As the company's service spread throughout the east side, FreshDirect reinforced the guerrilla concept with local static outdoor advertising such as ads on bus shelters and phone kiosks. It placed ads on buses and in subways, and in January it began a cable-TV campaign on Time Warner Cable in Manhattan.

“We really tried to maximize our marketing dollars by concentrating our efforts very locally with as much one-to-one contact as possible, with guerrilla and local outdoor advertising,” Boris said. “Then, once we got to that critical mass, we flipped the switch and reinforced it with more mass media targeted to the Manhattan marketplace.”

Boris said this approach avoids over-reaching, as happened to Webvan. Also, unlike other online grocers, FreshDirect sticks to meats, produce, breads and other fresh foods, avoiding cleaning products, paper goods and other typical grocery items.

FreshDirect also does online marketing. It maintains a 100,000-count e-mail database split evenly between current customers and those who entered their ZIP codes so the company can let them know when the service expands to their neighborhood.

“We let them know when we have information that is pertinent or relevant to them, such as if we have a new line of prime beef,” Boris said. “We also use it sparingly so that we don't annoy people.
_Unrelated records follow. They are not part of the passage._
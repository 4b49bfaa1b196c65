// SPDX-License-Identifier: AGPL-3.0-or-later
// SPDX-FileCopyrightText: 2025 Jonathan D.A. Jewell
//! Integration tests for the mapgraph CLI commands

use assert_cmd::Command;
use predicates::prelude::*;
use std::fs;
use tempfile::TempDir;

/// Run mapgraph against a map directory with an isolated config file
fn mapgraph(dir: &TempDir) -> Command {
    let mut cmd = Command::cargo_bin("mapgraph").expect("binary should be built");
    cmd.env("MAPGRAPH_MAP_DIR", dir.path().join("map"))
        .env("MAPGRAPH_CONFIG", dir.path().join("config.toml"))
        .env_remove("MAPGRAPH_LOG_LEVEL")
        .env_remove("MAPGRAPH_PRECISION")
        .env_remove("NO_COLOR")
        .arg("--no-color");
    cmd
}

/// Draw the 0 -> 1 (3), 1 -> 2 (4), 0 -> 2 (10) triangle
fn setup_triangle(dir: &TempDir) {
    for (x, y) in [("0", "0"), ("3", "0"), ("3", "4")] {
        mapgraph(dir)
            .args(["vertex", "add", "--x", x, "--y", y])
            .assert()
            .success();
    }
    for (from, to, weight) in [("0", "1", "3"), ("1", "2", "4"), ("0", "2", "10")] {
        mapgraph(dir)
            .args(["edge", "add", "--from", from, "--to", to, "--weight", weight])
            .assert()
            .success();
    }
}

#[test]
fn test_init_creates_both_files() {
    let dir = TempDir::new().unwrap();

    mapgraph(&dir)
        .arg("init")
        .assert()
        .success()
        .stdout(predicate::str::contains("New map created"));

    let map = dir.path().join("map");
    assert_eq!(fs::read_to_string(map.join("vertices.json")).unwrap(), "[]");
    assert_eq!(fs::read_to_string(map.join("edges.json")).unwrap(), "[]");

    // A second init refuses to clobber the map
    mapgraph(&dir)
        .arg("init")
        .assert()
        .failure()
        .stderr(predicate::str::contains("already exists"));

    mapgraph(&dir).args(["init", "--force"]).assert().success();
}

#[test]
fn test_vertex_lifecycle() {
    let dir = TempDir::new().unwrap();

    mapgraph(&dir)
        .args(["vertex", "list"])
        .assert()
        .success()
        .stdout(predicate::str::contains("No vertices defined"));

    mapgraph(&dir)
        .args(["vertex", "add", "--x", "1.5", "--y", "-2", "--label", "harbour"])
        .assert()
        .success()
        .stdout(predicate::str::contains("Vertex 0 drawn."));

    mapgraph(&dir)
        .args(["vertex", "add", "--x", "4", "--y", "6"])
        .assert()
        .success()
        .stdout(predicate::str::contains("Vertex 1 drawn."));

    mapgraph(&dir)
        .args(["vertex", "rename", "1", "--label", "lighthouse"])
        .assert()
        .success();

    mapgraph(&dir)
        .args(["vertex", "move", "0", "--x", "2", "--y", "2"])
        .assert()
        .success()
        .stdout(predicate::str::contains("moved to (2.00, 2.00)"));

    mapgraph(&dir)
        .args(["vertex", "list"])
        .assert()
        .success()
        .stdout(predicate::str::contains("harbour"))
        .stdout(predicate::str::contains("lighthouse"));

    mapgraph(&dir)
        .args(["vertex", "remove", "0"])
        .assert()
        .success()
        .stdout(predicate::str::contains("Vertex 0 removed."));

    mapgraph(&dir)
        .args(["vertex", "show", "0"])
        .assert()
        .failure()
        .stderr(predicate::str::contains("not found"));
}

#[test]
fn test_edge_default_weight_is_distance() {
    let dir = TempDir::new().unwrap();
    mapgraph(&dir).args(["vertex", "add", "--x", "0", "--y", "0"]).assert().success();
    mapgraph(&dir).args(["vertex", "add", "--x", "3", "--y", "4"]).assert().success();

    mapgraph(&dir)
        .args(["edge", "add", "--from", "0", "--to", "1"])
        .assert()
        .success()
        .stdout(predicate::str::contains("Edge 0 drawn from Vertex 0 to Vertex 1."))
        .stdout(predicate::str::contains("weight: 5.00"));

    mapgraph(&dir)
        .args(["edge", "add", "--from", "0", "--to", "9"])
        .assert()
        .failure()
        .stderr(predicate::str::contains("Vertex 9 not found"));
}

#[test]
fn test_move_keeps_distance_weights_in_step() {
    let dir = TempDir::new().unwrap();
    mapgraph(&dir).args(["vertex", "add", "--x", "0", "--y", "0"]).assert().success();
    mapgraph(&dir).args(["vertex", "add", "--x", "3", "--y", "4"]).assert().success();
    mapgraph(&dir).args(["edge", "add", "--from", "0", "--to", "1"]).assert().success();
    mapgraph(&dir)
        .args(["edge", "add", "--from", "1", "--to", "0", "--weight", "2"])
        .assert()
        .success();

    mapgraph(&dir)
        .args(["vertex", "move", "1", "--x", "6", "--y", "8"])
        .assert()
        .success()
        .stdout(predicate::str::contains("reweighed edge(s): 0"));

    mapgraph(&dir)
        .args(["path", "0", "1"])
        .assert()
        .success()
        .stdout(predicate::str::contains("distance 10.00."));
    mapgraph(&dir)
        .args(["path", "1", "0"])
        .assert()
        .success()
        .stdout(predicate::str::contains("distance 2.00."));
}

#[test]
fn test_edge_reweigh() {
    let dir = TempDir::new().unwrap();
    setup_triangle(&dir);

    mapgraph(&dir)
        .args(["edge", "reweigh", "2", "--weight", "5"])
        .assert()
        .success()
        .stdout(predicate::str::contains("Edge 2 weight set to 5.00."));
    mapgraph(&dir)
        .args(["path", "0", "2"])
        .assert()
        .success()
        .stdout(predicate::str::contains("distance 5.00."))
        .stdout(predicate::str::contains("edges: 2"));

    // Without --weight the edge goes back to the distance between its points
    mapgraph(&dir)
        .args(["edge", "reweigh", "0"])
        .assert()
        .success()
        .stdout(predicate::str::contains("Edge 0 weight set to 3.00."));

    mapgraph(&dir)
        .args(["edge", "reweigh", "2", "--weight=-1"])
        .assert()
        .failure()
        .stderr(predicate::str::contains("invalid weight"));
    mapgraph(&dir)
        .args(["edge", "reweigh", "9", "--weight", "1"])
        .assert()
        .failure()
        .stderr(predicate::str::contains("Edge 9 not found"));
}

#[test]
fn test_removing_vertex_removes_incident_edges() {
    let dir = TempDir::new().unwrap();
    setup_triangle(&dir);

    mapgraph(&dir)
        .args(["vertex", "remove", "1"])
        .assert()
        .success()
        .stdout(predicate::str::contains("also removed edge(s): 0, 1"));

    let edges = fs::read_to_string(dir.path().join("map").join("edges.json")).unwrap();
    let edges: serde_json::Value = serde_json::from_str(&edges).unwrap();
    assert_eq!(edges.as_array().unwrap().len(), 1);
    assert_eq!(edges[0]["id"], 2);
}

#[test]
fn test_shortest_path() {
    let dir = TempDir::new().unwrap();
    setup_triangle(&dir);

    mapgraph(&dir)
        .args(["path", "0", "2"])
        .assert()
        .success()
        .stdout(predicate::str::contains("Shortest path found with distance 7.00."))
        .stdout(predicate::str::contains("vertices: 0, 1, 2"))
        .stdout(predicate::str::contains("edges: 0, 1"));

    let output = mapgraph(&dir)
        .args(["--json", "path", "0", "2"])
        .assert()
        .success()
        .get_output()
        .stdout
        .clone();
    let result: serde_json::Value = serde_json::from_slice(&output).unwrap();
    assert_eq!(result["distance"], 7.0);
    assert_eq!(result["vertices"], serde_json::json!([0, 1, 2]));

    mapgraph(&dir).args(["edge", "remove", "1"]).assert().success();
    mapgraph(&dir).args(["edge", "remove", "2"]).assert().success();

    mapgraph(&dir)
        .args(["path", "0", "2"])
        .assert()
        .success()
        .stdout(predicate::str::contains("No path found."));

    mapgraph(&dir)
        .args(["path", "1", "1"])
        .assert()
        .failure()
        .stderr(predicate::str::contains("two different vertices"));
}

#[test]
fn test_search() {
    let dir = TempDir::new().unwrap();
    setup_triangle(&dir);
    mapgraph(&dir)
        .args(["edge", "add", "--from", "2", "--to", "0", "--weight", "3.004"])
        .assert()
        .success();

    mapgraph(&dir)
        .args(["search", "weight", "3"])
        .assert()
        .success()
        .stdout(predicate::str::contains("Found 2 edge(s) with weight 3.00: 0, 3"));

    mapgraph(&dir)
        .args(["search", "weight", "3.01"])
        .assert()
        .success()
        .stdout(predicate::str::contains("No edge found"));

    mapgraph(&dir)
        .args(["search", "label", "2"])
        .assert()
        .success()
        .stdout(predicate::str::contains("Found 1 vertex(es) with label 2: 2"));

    mapgraph(&dir)
        .args(["search", "weight", "heavy"])
        .assert()
        .failure()
        .stderr(predicate::str::contains("Invalid edge weight"));
}

#[test]
fn test_corrupt_map_is_reported() {
    let dir = TempDir::new().unwrap();
    let map = dir.path().join("map");
    fs::create_dir_all(&map).unwrap();
    fs::write(map.join("vertices.json"), "{ not a list").unwrap();
    fs::write(map.join("edges.json"), "[]").unwrap();

    mapgraph(&dir)
        .args(["vertex", "list"])
        .assert()
        .failure()
        .stderr(predicate::str::contains("Failed to load map"));
}

#[test]
fn test_config_set_and_get() {
    let dir = TempDir::new().unwrap();

    mapgraph(&dir)
        .args(["config", "precision", "3"])
        .assert()
        .success();

    mapgraph(&dir)
        .args(["config", "precision"])
        .assert()
        .success()
        .stdout(predicate::str::diff("3\n"));

    setup_triangle(&dir);
    mapgraph(&dir)
        .args(["path", "0", "2"])
        .assert()
        .success()
        .stdout(predicate::str::contains("distance 7.000."));

    mapgraph(&dir)
        .args(["config", "colour", "red"])
        .assert()
        .failure();
}

#[test]
fn test_completions() {
    let dir = TempDir::new().unwrap();

    mapgraph(&dir)
        .args(["completions", "bash"])
        .assert()
        .success()
        .stdout(predicate::str::contains("mapgraph"));
}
The fewer messages you send out that are more targeted toward the customer's interest, obviously the greater response you'll have.”

For example, a Valentine's Day offer of a fondue dinner drew a click-through rate of more than 50 percent, and the company exceeded its sales forecast for that meal by 300 percent.

FreshDirect also has entered a deal with AOL Time Warner where it has some online advertising geo-coded to the New York metropolitan area. The target is women ages 25 to 54. In addition, FreshDirect fliers are in the March inserts of the Time Warner cable bills.